What you will do = Which of the lines below hold the word "Duration"? Pull each of them out.

[Data items]
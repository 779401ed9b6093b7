use crate::{Error, Result};
use osprey_core::Target;
use std::collections::HashMap;
use std::time::{Duration, Instant};

const USER_AGENT: &str = concat!("osprey/", env!("CARGO_PKG_VERSION"));

/// A fetched page with the pieces the analyzer units inspect.
#[derive(Debug, Clone)]
pub struct Page {
    pub final_url: String,
    pub status: u16,
    /// Response headers, names lowercased.
    pub headers: HashMap<String, String>,
    pub body: String,
    pub elapsed: Duration,
}

impl Page {
    pub fn header(&self, name: &str) -> Option<&str> {
        self.headers.get(&name.to_lowercase()).map(|v| v.as_str())
    }

    pub fn is_https(&self) -> bool {
        self.final_url.starts_with("https://")
    }
}

/// Shared HTTP client for every analyzer unit.
///
/// Tries `https://` first and falls back to `http://`; redirects are
/// followed, so `Page::final_url` reflects where the site actually lives.
pub struct PageFetcher {
    client: reqwest::Client,
}

impl PageFetcher {
    pub fn new(timeout: Duration) -> Result<Self> {
        let client = reqwest::Client::builder()
            .timeout(timeout)
            .user_agent(USER_AGENT)
            .build()?;
        Ok(Self { client })
    }

    /// Fetch the homepage of `target`.
    pub async fn fetch(&self, target: &Target) -> Result<Page> {
        self.fetch_path(target, "/").await
    }

    /// Fetch an arbitrary path under `target`.
    pub async fn fetch_path(&self, target: &Target, path: &str) -> Result<Page> {
        let mut last_error = String::new();
        for scheme in ["https", "http"] {
            let url = format!("{scheme}://{target}{path}");
            tracing::debug!("Fetching {}", url);
            match self.get(&url).await {
                Ok(page) => return Ok(page),
                Err(e) => {
                    tracing::debug!("Fetch of {} failed: {}", url, e);
                    last_error = e.to_string();
                }
            }
        }
        Err(Error::Unreachable(format!("{target}: {last_error}")))
    }

    async fn get(&self, url: &str) -> std::result::Result<Page, reqwest::Error> {
        let started = Instant::now();
        let response = self.client.get(url).send().await?;
        let status = response.status().as_u16();
        let final_url = response.url().to_string();
        let headers = response
            .headers()
            .iter()
            .map(|(name, value)| {
                (
                    name.as_str().to_lowercase(),
                    value.to_str().unwrap_or_default().to_string(),
                )
            })
            .collect();
        let body = response.text().await?;
        Ok(Page {
            final_url,
            status,
            headers,
            body,
            elapsed: started.elapsed(),
        })
    }
}

#[cfg(test)]
mod tests {
    use super::*;

    fn page(final_url: &str) -> Page {
        let mut headers = HashMap::new();
        headers.insert("content-type".to_string(), "text/html".to_string());
        Page {
            final_url: final_url.to_string(),
            status: 200,
            headers,
            body: String::new(),
            elapsed: Duration::from_millis(120),
        }
    }

    #[test]
    fn test_header_lookup_is_case_insensitive() {
        let page = page("https://example.com/");
        assert_eq!(page.header("Content-Type"), Some("text/html"));
        assert_eq!(page.header("x-missing"), None);
    }

    #[test]
    fn test_is_https_follows_final_url() {
        assert!(page("https://example.com/").is_https());
        assert!(!page("http://example.com/").is_https());
    }
}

Finished task =
use std::time::{Duration, Instant};
    pub elapsed: Duration,
    pub fn new(timeout: Duration) -> Result<Self> {
            elapsed: Duration::from_millis(120),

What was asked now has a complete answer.